BMJ 2014; 348 doi: (Published 16 April 2014) Cite this as: BMJ 2014;348:g2789
  1. Trish Groves, head of research
  1. 1The BMJ
  1. tgroves{at}

In most developed countries except, notably, the United States, women are delaying parenthood for longer and longer. In England and Wales the latest data show that the mean age of a mother giving birth was at an all time high of 29.8 years in 2012 and that women aged 40 or over had the fastest rising fertility rate. Against this backdrop Kate Bramham and colleagues have explored a surprisingly under-researched area: the risks of pregnancy for women with chronic hypertension (doi:10.1136/bmj.g2301).

Their systematic review found that women who were hypertensive before or at the start of pregnancy had high pooled average incidences of all adverse outcomes of pregnancy. The findings withstood subgroup analyses by factors such as gross national income per capita and prevalence of multiple pregnancy and congenital abnormality. The study yielded as many questions as answers: why exactly does hypertension put mothers and babies at higher risk? It’s not all down to a greater propensity to pre-eclampsia, and analysis of the results by parity, maternal age, and ethnicity did not identify an underlying cause either.

In a linked editorial Tine D Clausen and Thomas Bergholt note that the risks of chronic hypertension in pregnancy are on a par with those in women with type 1 diabetes (doi:10.1136/bmj.g2655). “What can we do to prevent the adverse outcomes related to chronic hypertension during pregnancy?” they ask. “Even now, the simple and depressing answer is ‘not much.’” More research really is needed, not least to define a standard international definition of chronic hypertension in pregnancy: at what blood pressure level should women and their doctors be worried, and is it OK to relax if there’s no proteinuria? We don’t know, but we should definitely care.
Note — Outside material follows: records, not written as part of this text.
//! # 拟合函数模型
//!
//! 复合模型 = 四次多项式本底（负值截断为 0）+ 单高斯信号。
//!
//! ```text
//! background(m) = max(0, b0·m⁴ + b1·m³ + b2·m² + b3·m + b4)
//! signal(m)     = A · exp(-(m - μ)² / (2σ²))
//! composite(m)  = background(m) + signal(m)
//! ```
//!
//! 拟合完成后本底和信号是两个互不依赖的求值器，
//! 可以单独在任意质量点求值。
//!
//! 本底多项式在内部以归一化变量 `t = (m - center) / scale` 表示：
//! 在 [1.05, 1.2] 这样窄的窗口里直接用 m 的幂次做基底，法方程几乎奇异。
//! 对外报告的 b0..b4 由归一化系数精确换算得到。
//!
//! ## 依赖关系
//! - 被 `fit/minimizer.rs`（通过 `CompositeShape`）和 `fit/engine.rs` 使用
//! - 无外部模块依赖

use std::f64::consts::PI;

/// 本底参数个数
pub const BACKGROUND_PARAMS: usize = 5;
/// 信号参数个数
pub const SIGNAL_PARAMS: usize = 3;
/// 复合模型参数个数
pub const COMPOSITE_PARAMS: usize = BACKGROUND_PARAMS + SIGNAL_PARAMS;

/// 二项式系数 C(n, k)，n <= 4
fn binomial(n: usize, k: usize) -> f64 {
    const TABLE: [[f64; 5]; 5] = [
        [1.0, 0.0, 0.0, 0.0, 0.0],
        [1.0, 1.0, 0.0, 0.0, 0.0],
        [1.0, 2.0, 1.0, 0.0, 0.0],
        [1.0, 3.0, 3.0, 1.0, 0.0],
        [1.0, 4.0, 6.0, 4.0, 1.0],
    ];
    TABLE[n][k]
}

/// 四次多项式本底，负值截断为 0
#[derive(Debug, Clone, Copy, PartialEq)]
pub struct BackgroundModel {
    /// 归一化系数，`coeffs[k]` 乘以 `t^k`
    coeffs: [f64; BACKGROUND_PARAMS],
    center: f64,
    scale: f64,
}

impl BackgroundModel {
    /// 以归一化系数创建
    pub fn new(coeffs: [f64; BACKGROUND_PARAMS], center: f64, scale: f64) -> Self {
        BackgroundModel {
            coeffs,
            center,
            scale,
        }
    }

    /// 换算为幂次系数 `[b0, b1, b2, b3, b4]`，b0 乘 m⁴
    pub fn power_coefficients(&self) -> [f64; BACKGROUND_PARAMS] {
        // t^k = Σ_j C(k, j) m^j (-c)^(k-j) / s^k
        let mut p = [0.0; BACKGROUND_PARAMS];
        for (k, a) in self.coeffs.iter().enumerate() {
            let norm = self.scale.powi(k as i32);
            for (j, pj) in p.iter_mut().enumerate().take(k + 1) {
                *pj += a * binomial(k, j) * (-self.center).powi((k - j) as i32) / norm;
            }
        }
        [p[4], p[3], p[2], p[1], p[0]]
    }

    /// 归一化变量
    pub fn normalized(&self, m: f64) -> f64 {
        (m - self.center) / self.scale
    }

    /// 未截断的多项式值
    pub fn raw(&self, m: f64) -> f64 {
        let t = self.normalized(m);
        self.coeffs.iter().rev().fold(0.0, |acc, c| acc * t + c)
    }

    /// 本底值，永不为负
    pub fn eval(&self, m: f64) -> f64 {
        let value = self.raw(m);
        if value > 0.0 {
            value
        } else {
            0.0
        }
    }
}

/// 高斯信号峰
#[derive(Debug, Clone, Copy, PartialEq)]
pub struct SignalModel {
    /// 峰高（每个 bin 的计数）
    pub amplitude: f64,
    /// 峰位 (GeV/c²)
    pub mean: f64,
    /// 宽度 (GeV/c²)
    pub sigma: f64,
}

impl SignalModel {
    pub fn new(amplitude: f64, mean: f64, sigma: f64) -> Self {
        SignalModel {
            amplitude,
            mean,
            sigma,
        }
    }

    pub fn eval(&self, m: f64) -> f64 {
        if self.sigma == 0.0 {
            return 0.0;
        }
        let z = (m - self.mean) / self.sigma;
        self.amplitude * (-0.5 * z * z).exp()
    }

    /// 模型只依赖 σ²，统一为正宽度
    pub fn with_positive_sigma(self) -> Self {
        Self {
            sigma: self.sigma.abs(),
            ..self
        }
    }

    /// 峰面积（质量单位 × 计数）
    pub fn area(&self) -> f64 {
        self.amplitude * self.sigma.abs() * (2.0 * PI).sqrt()
    }

    /// 半高全宽
    pub fn fwhm(&self) -> f64 {
        2.0 * (2.0 * 2.0_f64.ln()).sqrt() * self.sigma.abs()
    }
}

/// 复合模型：本底 + 信号
#[derive(Debug, Clone, Copy, PartialEq)]
pub struct CompositeModel {
    pub background: BackgroundModel,
    pub signal: SignalModel,
}

impl CompositeModel {
    pub fn new(background: BackgroundModel, signal: SignalModel) -> Self {
        CompositeModel { background, signal }
    }

    pub fn eval(&self, m: f64) -> f64 {
        self.background.eval(m) + self.signal.eval(m)
    }

    /// 拟合收敛后拆分为两个独立求值器
    pub fn decompose(&self) -> (BackgroundModel, SignalModel) {
        (self.background, self.signal)
    }
}

/// 固定归一化的复合模型形状，供最小化器按参数向量求值
///
/// 参数顺序: `[a0, a1, a2, a3, a4, A, μ, σ]`，`a_k` 为归一化本底系数。
#[derive(Debug, Clone, Copy)]
pub struct CompositeShape {
    pub center: f64,
    pub scale: f64,
}

impl CompositeShape {
    /// 以拟合窗口的中心和半宽作为归一化
    pub fn for_window(low: f64, high: f64) -> Self {
        CompositeShape {
            center: 0.5 * (low + high),
            scale: 0.5 * (high - low),
        }
    }

    /// 参数向量 → 模型
    pub fn model(&self, params: &[f64]) -> CompositeModel {
        let mut coeffs = [0.0; BACKGROUND_PARAMS];
        coeffs.copy_from_slice(&params[..BACKGROUND_PARAMS]);
        CompositeModel::new(
            BackgroundModel::new(coeffs, self.center, self.scale),
            SignalModel::new(params[5], params[6], params[7]),
        )
    }
}

impl super::minimizer::CurveModel for CompositeShape {
    fn n_params(&self) -> usize {
        COMPOSITE_PARAMS
    }

    fn value(&self, params: &[f64], x: f64) -> f64 {
        self.model(params).eval(x)
    }

    fn gradient(&self, params: &[f64], x: f64, grad: &mut [f64]) {
        let t = (x - self.center) / self.scale;
        let bg = self.model(params).background;

        // 截断处取次梯度：raw = 0（包括全零初值）时保留多项式导数
        if bg.raw(x) >= 0.0 {
            let mut power = 1.0;
            for g in grad.iter_mut().take(BACKGROUND_PARAMS) {
                *g = power;
                power *= t;
            }
        } else {
            grad[..BACKGROUND_PARAMS].fill(0.0);
        }

        let (amplitude, mean, sigma) = (params[5], params[6], params[7]);
        if sigma == 0.0 {
            grad[5..].fill(0.0);
            return;
        }
        let d = x - mean;
        let e = (-0.5 * d * d / (sigma * sigma)).exp();
        grad[5] = e;
        grad[6] = amplitude * e * d / (sigma * sigma);
        grad[7] = amplitude * e * d * d / (sigma * sigma * sigma);
    }
}

#[cfg(test)]
impl BackgroundModel {
    /// 从幂次系数 `[b0, b1, b2, b3, b4]`（b0 乘 m⁴）创建
    pub fn from_power_coefficients(b: [f64; BACKGROUND_PARAMS]) -> Self {
        Self::new([b[4], b[3], b[2], b[1], b[0]], 0.0, 1.0)
    }
}

#[cfg(test)]
mod tests {
    use super::*;
    use crate::fit::minimizer::CurveModel;

    #[test]
    fn test_background_clamped_to_zero() {
        // m² - 1.2 在 m < 1.0954 处为负
        let bg = BackgroundModel::from_power_coefficients([0.0, 0.0, 1.0, 0.0, -1.2]);
        for i in 0..100 {
            let m = 1.0 + 0.002 * i as f64;
            let value = bg.eval(m);
            assert!(value >= 0.0);
            if bg.raw(m) < 0.0 {
                assert_eq!(value, 0.0);
            } else {
                assert!((value - bg.raw(m)).abs() < 1e-15);
            }
        }
    }

    #[test]
    fn test_power_coefficients_match_normalized_polynomial() {
        let bg = BackgroundModel::new([40.0, -5.0, 3.0, 1.0, -0.5], 1.125, 0.075);
        let b = bg.power_coefficients();
        for m in [1.05, 1.1, 1.115, 1.15, 1.2] {
            let direct = b.iter().fold(0.0, |acc, c| acc * m + c);
            assert!(
                (direct - bg.raw(m)).abs() < 1e-6 * bg.raw(m).abs().max(1.0),
                "m = {}: {} vs {}",
                m,
                direct,
                bg.raw(m)
            );
        }
        let plain = BackgroundModel::from_power_coefficients(b);
        assert!((plain.raw(1.13) - bg.raw(1.13)).abs() < 1e-6);
    }

    #[test]
    fn test_signal_shape() {
        let s = SignalModel::new(3000.0, 1.115, 0.0022);
        assert!((s.eval(1.115) - 3000.0).abs() < 1e-9);
        let one_sigma = s.eval(1.115 + 0.0022);
        assert!((one_sigma - 3000.0 * (-0.5_f64).exp()).abs() < 1e-9);
        // 负 σ 给出相同的形状
        let mirrored = SignalModel::new(3000.0, 1.115, -0.0022);
        assert!((mirrored.eval(1.118) - s.eval(1.118)).abs() < 1e-12);
        assert!((mirrored.with_positive_sigma().sigma - 0.0022).abs() < 1e-15);
        assert!((s.area() - 3000.0 * 0.0022 * (2.0 * PI).sqrt()).abs() < 1e-9);
    }

    #[test]
    fn test_shape_gradient_matches_finite_difference() {
        let shape = CompositeShape::for_window(1.05, 1.2);
        let params = [40.0, -5.0, 3.0, 1.0, -0.5, 2500.0, 1.1156, 0.0025];
        let x = 1.117;
        let mut grad = [0.0; COMPOSITE_PARAMS];
        shape.gradient(&params, x, &mut grad);

        for i in 0..COMPOSITE_PARAMS {
            let h = 1e-6 * params[i].abs().max(1e-3);
            let mut plus = params;
            let mut minus = params;
            plus[i] += h;
            minus[i] -= h;
            let numeric = (shape.value(&plus, x) - shape.value(&minus, x)) / (2.0 * h);
            let tol = 1e-5 * numeric.abs().max(1.0);
            assert!(
                (numeric - grad[i]).abs() < tol,
                "param {}: analytic {} vs numeric {}",
                i,
                grad[i],
                numeric
            );
        }
    }
}
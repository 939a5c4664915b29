//! # 峰拟合模块
//!
//! 不变质量峰的拟合、信号/本底分解与产额提取。
//!
//! ## 子模块
//! - `model`: 本底、信号和复合模型
//! - `minimizer`: Levenberg–Marquardt 加权最小二乘
//! - `engine`: 逐 pT bin 拟合与产额积分
//! - `spectrum`: 拟合结果与产额谱
//! - `export`: CSV 导出
//! - `plot`: 图表生成
//!
//! ## 依赖关系
//! - 被 `commands/fit.rs` 使用
//! - 使用 `models/` 的直方图和 pT 分 bin

pub mod engine;
pub mod export;
pub mod minimizer;
pub mod model;
pub mod plot;
pub mod spectrum;

pub use engine::{FitConfig, PeakFitEngine};
pub use spectrum::{FitOutcome, YieldSpectrum};
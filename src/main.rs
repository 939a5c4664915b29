//! # lambda-yield - Λ 原始产额提取工具
//!
//! 对每个横动量 (pT) bin 的 Λ 候选不变质量直方图，拟合
//! 四次多项式本底 + 高斯信号，拆分两者并积分得到原始产额及其统计误差。
//!
//! ## 子命令
//! - `fit` - 逐 pT bin 拟合并输出产额谱 (CSV/PNG/SVG)
//! - `inspect` - 列出直方图存档内容
//!
//! ## 依赖关系
//! ```text
//! main.rs
//!   ├── cli/        (命令行参数定义)
//!   ├── commands/   (命令执行逻辑)
//!   │     ├── parsers/   (直方图读取)
//!   │     ├── fit/       (拟合、积分、导出、绘图)
//!   │     ├── batch/     (文件收集、并行执行)
//!   │     └── models/    (数据模型)
//!   ├── utils/      (工具函数)
//!   └── error.rs    (错误处理)
//! ```

mod batch;
mod cli;
mod commands;
mod error;
mod fit;
mod models;
mod parsers;
mod utils;

use clap::Parser;
use cli::Cli;

fn main() {
    // Initialize colored output for Windows compatibility
    #[cfg(windows)]
    colored::control::set_virtual_terminal(true).ok();

    let cli = Cli::parse();

    if let Err(e) = commands::run(cli.command) {
        utils::output::print_error(&format!("{}", e));
        std::process::exit(1);
    }
}
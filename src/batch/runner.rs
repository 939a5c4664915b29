//! # 并行执行器
//!
//! 在独立的 rayon 线程池中并行处理任务，结果按输入顺序返回。
//!
//! ## 功能
//! - 基于 rayon 的有序并行映射
//! - 进度条显示
//!
//! ## 依赖关系
//! - 被 `fit/engine.rs` 调用
//! - 使用 `utils/progress.rs` 创建进度条
//! - 使用 `rayon` 进行并行计算

use crate::error::Result;
use crate::utils::progress;

use rayon::prelude::*;

/// 并行执行器
#[derive(Debug, Clone)]
pub struct BatchRunner {
    /// 并行作业数
    jobs: usize,
    /// 是否显示进度条
    show_progress: bool,
}

impl BatchRunner {
    /// 创建新的执行器，`jobs == 0` 时使用全部 CPU
    pub fn new(jobs: usize) -> Self {
        let jobs = if jobs == 0 { num_cpus::get() } else { jobs };
        Self {
            jobs,
            show_progress: true,
        }
    }

    /// 关闭进度条
    #[cfg(test)]
    pub fn quiet(mut self) -> Self {
        self.show_progress = false;
        self
    }

    pub fn jobs(&self) -> usize {
        self.jobs
    }

    /// 并行映射，结果顺序与 `items` 一致
    pub fn map<T, R, F>(&self, items: &[T], message: &str, processor: F) -> Result<Vec<R>>
    where
        T: Sync,
        R: Send,
        F: Fn(&T) -> R + Sync + Send,
    {
        let pb = if self.show_progress {
            progress::create_progress_bar(items.len() as u64, message)
        } else {
            indicatif::ProgressBar::hidden()
        };

        let pool = rayon::ThreadPoolBuilder::new()
            .num_threads(self.jobs)
            .build()?;

        let results: Vec<R> = pool.install(|| {
            items
                .par_iter()
                .map(|item| {
                    let result = processor(item);
                    pb.inc(1);
                    result
                })
                .collect()
        });

        pb.finish_and_clear();

        Ok(results)
    }
}
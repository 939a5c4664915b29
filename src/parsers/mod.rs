//! # 解析器模块
//!
//! 读取导出的不变质量直方图，并组织成按名字索引的存档。
//!
//! ## 依赖关系
//! - 被 `commands/` 模块使用
//! - 使用 `models/` 数据模型
//! - 子模块: histogram, archive

pub mod archive;
pub mod histogram;

pub use archive::HistogramArchive;
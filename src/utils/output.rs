//! # 美化输出工具
//!
//! 提供统一的终端输出样式：`[OK]`、`[*]`、`[WARN]`、`[ERR]`、`[SKIP]`、`[DONE]` 前缀。
//! 错误写到 stderr，其余写到 stdout。
//!
//! ## 依赖关系
//! - 被 `commands/` 模块和 `main.rs` 使用
//! - 使用 `colored` crate

use colored::{ColoredString, Colorize};

/// 标题栏和分隔线宽度
const RULE_WIDTH: usize = 60;

fn tagged(tag: ColoredString, msg: &str) -> String {
    format!("{} {}", tag, msg)
}

fn rule() -> ColoredString {
    "─".repeat(RULE_WIDTH).dimmed()
}

/// 打印成功消息
pub fn print_success(msg: &str) {
    println!("{}", tagged("[OK]".green().bold(), msg));
}

/// 打印错误消息
pub fn print_error(msg: &str) {
    eprintln!("{}", tagged("[ERR]".red().bold(), msg));
}

/// 打印警告消息
pub fn print_warning(msg: &str) {
    println!("{}", tagged("[WARN]".yellow().bold(), msg));
}

/// 打印信息消息
pub fn print_info(msg: &str) {
    println!("{}", tagged("[*]".blue().bold(), msg));
}

/// 打印跳过消息（退化的 bin）
pub fn print_skip(msg: &str) {
    println!("{}", tagged("[SKIP]".dimmed(), msg));
}

/// 打印完成消息
pub fn print_done(msg: &str) {
    println!("{}", tagged("[DONE]".green().bold(), msg));
}

/// 打印单个 bin 的失败原因
pub fn print_failure(name: &str, reason: &str) {
    eprintln!("{}", tagged("[ERR]".red().bold(), &format!("  {}: {}", name.bold(), reason)));
}

/// 打印标题栏
pub fn print_header(title: &str) {
    println!("\n{}", rule());
    println!("  {}", title.bold());
    println!("{}\n", rule());
}

/// 打印分隔线
pub fn print_separator() {
    println!("{}", rule());
}

#[cfg(test)]
mod tests {
    use super::*;

    #[test]
    fn test_tagged_plain() {
        colored::control::set_override(false);
        assert_eq!(tagged("[OK]".green(), "saved"), "[OK] saved");
        assert_eq!(rule().to_string().chars().count(), RULE_WIDTH);
    }
}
On the other hand, are medics paying too much attention to the risks of gestational diabetes? Kenneth K Hodson and colleagues don’t think so. Responding to last month’s Too Much Medicine article, they argue that the overall decline in perinatal mortality makes reducing morbidity increasingly important and justifies the identification and treatment of more women for relatively less benefit (doi:10.1136/bmj.g2690). Women should be given the choice, they assert, rather than the medical profession, “which takes a global, rather than individual, view of worthiness.”

In reply, Edmond A Ryan and colleagues defend their argument that newly proposed international diagnostic criteria will double or triple its prevalence in the absence of evidence of clinical or cost benefit (doi:10.1136/bmj.g2692). Of course, women should be given a choice about intervention in gestational diabetes, they say, but it’s unhelpful to use terms that are “fraught with emotion such as ‘risk of her baby dying’” when the risk is so low, and a more rational and less emotional approach seems desirable.

And so to the fraught topic of teenage pregnancy. The good news, says Sophie Arie (doi:10.1136/bmj.g2561), is that Britain’s notoriously high rates have suddenly dropped, and it looks like the Labour government’s well funded and extensive 10 year strategy to halve the rate of teenage conceptions from 2000-10 has paid off. The number of 15-17 year olds getting pregnant in England and Wales started to fall significantly in 2008. By 2010 it had dropped to the lowest level since records began in 1969, and by 2012 it was down to 27.9 in 1000. But Alison Hadley, who headed up that national strategy, is worried that progress may stall—and not just because the current government has dismantled or disinvested in many of the necessary services: “We have extreme sexualisation of things, but young people would still say they’d feel embarrassed about asking about contraception.” Politicians and educators: more rationality and less emotion, please.